When do you need an Internal Developer Platform (IDP)?

When do you need an Internal Developer Platform (IDP)? #

Internal Developer Platforms (IDPs) make sense in certain setups, but they can be overkill in others.

Don’t overcomplicate things too early #

We believe an engineering team should use off-the-shelf platforms such as Heroku for as long as possible. Typical reasons that make you migrate away from those are:

  • You need granular access to the underlying infrastructure
  • Your costs get out of control
  • You have advanced data-privacy or security requirements.

When does an Internal Developer Platform not make sense? #

  • You are a small specialized team of 1-15 developers and you’ve hired dedicated DevOps colleagues already or everyone in your team is a senior engineer comfortable with scripting and infrastructure.
  • You have a single monolithic application.
  • You have one application with a simple, single-cloud infrastructure.
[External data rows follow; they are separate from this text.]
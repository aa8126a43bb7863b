//! Mapbox Geocoding v5 client.

use super::{GeocodeError, GeocodeMatch, GeocodeResult, Geocoder};
use async_trait::async_trait;
use log::{info, warn};
use reqwest::{Client, Url};
use serde::Deserialize;
use std::time::Instant;

pub const DEFAULT_MAPBOX_API_BASE: &str = "https://api.mapbox.com";

/// Parses an API host usable as the base of geocoding request paths.
///
/// # Errors
/// - `InvalidBaseUrl` when `raw` is not an absolute URL that can carry path
///   segments.
pub fn parse_base_url(raw: &str) -> GeocodeResult<Url> {
    match Url::parse(raw.trim()) {
        Ok(url) if !url.cannot_be_a_base() => Ok(url),
        _ => Err(GeocodeError::InvalidBaseUrl(raw.to_string())),
    }
}

#[derive(Debug, Deserialize)]
struct FeatureCollection {
    #[serde(default)]
    features: Vec<Feature>,
}

#[derive(Debug, Deserialize)]
struct Feature {
    /// `[longitude, latitude]`
    center: [f64; 2],
    #[serde(default)]
    place_name: Option<String>,
}

/// Geocoder backed by `mapbox.places` forward geocoding.
#[derive(Debug, Clone)]
pub struct MapboxGeocoder {
    client: Client,
    base_url: Url,
    token: String,
}

impl MapboxGeocoder {
    /// Creates a client against the public Mapbox API.
    ///
    /// # Errors
    /// - `NotConfigured` when `token` is blank.
    pub fn new(token: impl Into<String>) -> GeocodeResult<Self> {
        let token = token.into();
        if token.trim().is_empty() {
            return Err(GeocodeError::NotConfigured);
        }
        Ok(Self {
            client: Client::new(),
            base_url: parse_base_url(DEFAULT_MAPBOX_API_BASE)?,
            token: token.trim().to_string(),
        })
    }

    /// Points the client at another API host (self-hosted proxy, tests).
    ///
    /// # Errors
    /// - `InvalidBaseUrl` when `base_url` fails [`parse_base_url`].
    pub fn with_base_url(mut self, base_url: &str) -> GeocodeResult<Self> {
        self.base_url = parse_base_url(base_url)?;
        Ok(self)
    }

    fn request_url(&self, address: &str) -> GeocodeResult<Url> {
        let mut url = self.base_url.clone();
        url.path_segments_mut()
            .map_err(|_| GeocodeError::InvalidBaseUrl(self.base_url.to_string()))?
            .pop_if_empty()
            .extend(["geocoding", "v5", "mapbox.places"])
            .push(&format!("{address}.json"));
        url.query_pairs_mut()
            .append_pair("access_token", &self.token);
        Ok(url)
    }
}

#[async_trait]
impl Geocoder for MapboxGeocoder {
    async fn geocode(&self, address: &str) -> GeocodeResult<Option<GeocodeMatch>> {
        let address = address.trim();
        if address.is_empty() {
            return Ok(None);
        }

        let started_at = Instant::now();
        let url = self.request_url(address)?;
        let response = self.client.get(url).send().await?;
        let status = response.status();
        if !status.is_success() {
            warn!(
                "event=geocode module=geocode status=error duration_ms={} http_status={}",
                started_at.elapsed().as_millis(),
                status.as_u16()
            );
            return Err(GeocodeError::Status(status.as_u16()));
        }

        let body = response.text().await?;
        let found = first_match(&body)?;
        info!(
            "event=geocode module=geocode status=ok duration_ms={} candidates={}",
            started_at.elapsed().as_millis(),
            found.as_ref().map_or(0, |m| m.candidates)
        );
        Ok(found)
    }
}

fn first_match(body: &str) -> GeocodeResult<Option<GeocodeMatch>> {
    let collection: FeatureCollection = serde_json::from_str(body)
        .map_err(|err| GeocodeError::InvalidResponse(err.to_string()))?;
    let candidates = collection.features.len();

    Ok(collection.features.into_iter().next().map(|feature| {
        let [longitude, latitude] = feature.center;
        GeocodeMatch {
            latitude,
            longitude,
            place_name: feature.place_name,
            candidates,
        }
    }))
}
When does an Internal Developer Platform make sense? #

  • You have or you plan to adopt a microservice architecture.
  • You have a standing team of more than 15 developers with a dedicated DevOps engineer or you are planning to scale to this size. This DevOps team (or person) cannot properly focus on service level agreements or workflows because of repetitive work.
  • You have a small team and not everyone feels comfortable with deployments, scripting, and infrastructure and you have not yet hired a dedicated DevOps.
  • Your developers are blocked in their work by dependencies on other colleagues.
  • Anytime when you have to go multi-cloud.